** DATA UNDER STUDY **
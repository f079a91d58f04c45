//! Per-lead orchestration and the batch loop.
//!
//! Each lead moves through fetch, extraction, pain analysis, composition,
//! and send, ending in exactly one terminal outcome. Every newly-processed
//! lead produces exactly one outreach log row; leads whose URL already has
//! a row are skipped without writing another. No per-lead failure can abort
//! the batch.

use std::path::Path;

use anyhow::{Context, Result};
use indicatif::{ProgressBar, ProgressStyle};
use tracing::{debug, error, info, warn};

use crate::compose::{self, ComposeContext};
use crate::config::AppConfig;
use crate::contacts;
use crate::discover::Lead;
use crate::fetch::PageFetcher;
use crate::history::HistoryStore;
use crate::llm::LlmClient;
use crate::outreach_log::{LogEntry, LogStatus, OutreachLog};
use crate::pain::PainAnalyzer;
use crate::send::EmailSender;

/// Terminal state of one lead
#[derive(Debug, Clone, Copy, PartialEq, Eq)]
pub enum LeadOutcome {
    /// URL already had a log row; nothing was done
    Skipped,
    FetchFailed,
    NoEmailFound,
    Sent,
    SendFailed,
}

/// Counts for one batch
#[derive(Debug, Default, Clone, Copy)]
pub struct RunStats {
    pub total: usize,
    pub skipped: usize,
    pub fetch_failed: usize,
    pub no_email: usize,
    pub sent: usize,
    pub send_failed: usize,
}

impl RunStats {
    pub fn count(&mut self, outcome: LeadOutcome) {
        self.total += 1;
        match outcome {
            LeadOutcome::Skipped => self.skipped += 1,
            LeadOutcome::FetchFailed => self.fetch_failed += 1,
            LeadOutcome::NoEmailFound => self.no_email += 1,
            LeadOutcome::Sent => self.sent += 1,
            LeadOutcome::SendFailed => self.send_failed += 1,
        }
    }
}

pub struct Pipeline {
    config: AppConfig,
    fetcher: PageFetcher,
    analyzer: PainAnalyzer,
    sender: EmailSender,
    log: OutreachLog,
    history: HistoryStore,
    llm: Option<LlmClient>,
}

impl Pipeline {
    pub fn new(
        config: &AppConfig,
        dry_run: bool,
        use_browser: bool,
        log_path: &Path,
        history_path: &Path,
    ) -> Result<Self> {
        let fetcher = PageFetcher::new(config, use_browser).context("Failed to build fetcher")?;

        let llm = if config.compose.use_llm {
            match config.credentials.openai_api_key() {
                Some(key) => Some(LlmClient::new(key, &config.compose.model)),
                None => {
                    warn!("compose.use_llm is set but no API key is configured; drafts stay template-based");
                    None
                }
            }
        } else {
            None
        };

        Ok(Self {
            config: config.clone(),
            fetcher,
            analyzer: PainAnalyzer::new(&config.pain),
            sender: EmailSender::new(&config.sender, dry_run),
            log: OutreachLog::new(log_path),
            history: HistoryStore::new(history_path),
            llm,
        })
    }

    /// Process one lead to a terminal outcome, writing its log row.
    pub async fn process_lead(&self, lead: &Lead) -> Result<LeadOutcome> {
        if self.log.already_processed(&lead.url) {
            debug!("Skipping {} (already in outreach log)", lead.url);
            return Ok(LeadOutcome::Skipped);
        }

        let page = self.fetcher.fetch(&lead.url).await;
        if page.is_empty() {
            self.log.record(&LogEntry::new(
                &lead.url,
                lead.contact.as_deref().unwrap_or_default(),
                "",
                LogStatus::FetchFailed,
            ))?;
            return Ok(LeadOutcome::FetchFailed);
        }

        let contact_set = contacts::extract(&page.html, Some(&page.final_url));
        let pains = self.analyzer.analyze_with_llm(&page, self.llm.as_ref()).await;

        let Some(email) = contact_set.primary_email().map(str::to_string) else {
            info!("No email found on {}", lead.url);
            self.log.record(&LogEntry::new(
                &lead.url,
                lead.contact.as_deref().unwrap_or_default(),
                "",
                LogStatus::NoEmail,
            ))?;
            return Ok(LeadOutcome::NoEmailFound);
        };

        let ctx = ComposeContext {
            title: lead.title.clone(),
            category: lead.category.clone(),
            domain: lead.domain(),
            pain_text: ComposeContext::pain_text_from(&pains),
        };

        let mut draft = compose::compose(&ctx, &self.config.sender)?;
        if let Some(llm) = &self.llm {
            draft = compose::personalize(&draft, &ctx, &self.config.sender, llm).await;
        }

        match self.sender.send(&email, &draft).await {
            Ok(()) => {
                self.log.record(&LogEntry::new(
                    &lead.url,
                    &email,
                    &draft.subject,
                    LogStatus::SentSuccessfully,
                ))?;
                Ok(LeadOutcome::Sent)
            }
            Err(e) => {
                warn!("Send failed for {}: {}", lead.url, e);
                self.log.record(&LogEntry::new(
                    &lead.url,
                    &email,
                    &draft.subject,
                    LogStatus::SendFailed,
                ))?;
                Ok(LeadOutcome::SendFailed)
            }
        }
    }

    /// Run the batch: every lead reaches a terminal outcome, per-lead errors
    /// are logged and swallowed, one history entry summarizes the run.
    pub async fn run(&self, leads: &[Lead], summary: &str) -> Result<RunStats> {
        let mut stats = RunStats::default();

        let progress = ProgressBar::new(leads.len() as u64);
        progress.set_style(
            ProgressStyle::with_template(
                "{spinner:.green} [{bar:40.cyan/blue}] {pos}/{len} {msg}",
            )
            .unwrap_or_else(|_| ProgressStyle::default_bar())
            .progress_chars("#>-"),
        );

        for lead in leads {
            progress.set_message(lead.domain());

            // Discovery and file loading both guarantee this, but a log row
            // with a bogus URL would poison dedup forever
            if lead.url.is_empty()
                || !(lead.url.starts_with("http://") || lead.url.starts_with("https://"))
            {
                warn!("Skipping lead with invalid URL: {:?}", lead.url);
                progress.inc(1);
                continue;
            }

            match self.process_lead(lead).await {
                Ok(outcome) => {
                    debug!("{} -> {:?}", lead.url, outcome);
                    stats.count(outcome);
                }
                Err(e) => {
                    error!("Lead {} failed: {}", lead.url, e);
                    stats.total += 1;
                }
            }

            progress.inc(1);

            tokio::time::sleep(std::time::Duration::from_millis(
                self.config.pipeline.lead_delay_ms,
            ))
            .await;
        }

        progress.finish_with_message("done");

        let details = serde_json::json!({
            "leads": stats.total,
            "sent": stats.sent,
            "skipped": stats.skipped,
            "fetch_failed": stats.fetch_failed,
            "no_email": stats.no_email,
            "send_failed": stats.send_failed,
            "dry_run": self.sender.is_dry_run(),
        });
        self.history
            .append_run(summary, details)
            .context("Failed to append run history")?;

        info!(
            "Batch finished: {} leads, {} sent, {} skipped, {} fetch failures, {} without email, {} send failures",
            stats.total, stats.sent, stats.skipped, stats.fetch_failed, stats.no_email, stats.send_failed
        );

        Ok(stats)
    }

    /// Recent runs, newest first
    pub fn recent_runs(&self, n: usize) -> Vec<crate::history::HistoryEntry> {
        self.history.last_runs(n)
    }
}

#[cfg(test)]
mod tests {
    use super::*;

    #[test]
    fn test_stats_counting() {
        let mut stats = RunStats::default();
        stats.count(LeadOutcome::Sent);
        stats.count(LeadOutcome::Sent);
        stats.count(LeadOutcome::Skipped);
        stats.count(LeadOutcome::FetchFailed);
        stats.count(LeadOutcome::NoEmailFound);
        stats.count(LeadOutcome::SendFailed);

        assert_eq!(stats.total, 6);
        assert_eq!(stats.sent, 2);
        assert_eq!(stats.skipped, 1);
        assert_eq!(stats.fetch_failed, 1);
        assert_eq!(stats.no_email, 1);
        assert_eq!(stats.send_failed, 1);
    }
}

** DIRECTIONS FOR THIS TASK **
Lines to set down from above: the line with "outcome, per-lead errors", the line with "lead with invalid", and every line between, each exactly as written.

** COMPLETED EXERCISE **
    /// Run the batch: every lead reaches a terminal outcome, per-lead errors
    /// are logged and swallowed, one history entry summarizes the run.
    pub async fn run(&self, leads: &[Lead], summary: &str) -> Result<RunStats> {
        let mut stats = RunStats::default();

        let progress = ProgressBar::new(leads.len() as u64);
        progress.set_style(
            ProgressStyle::with_template(
                "{spinner:.green} [{bar:40.cyan/blue}] {pos}/{len} {msg}",
            )
            .unwrap_or_else(|_| ProgressStyle::default_bar())
            .progress_chars("#>-"),
        );

        for lead in leads {
            progress.set_message(lead.domain());

            // Discovery and file loading both guarantee this, but a log row
            // with a bogus URL would poison dedup forever
            if lead.url.is_empty()
                || !(lead.url.starts_with("http://") || lead.url.starts_with("https://"))
            {
                warn!("Skipping lead with invalid URL: {:?}", lead.url);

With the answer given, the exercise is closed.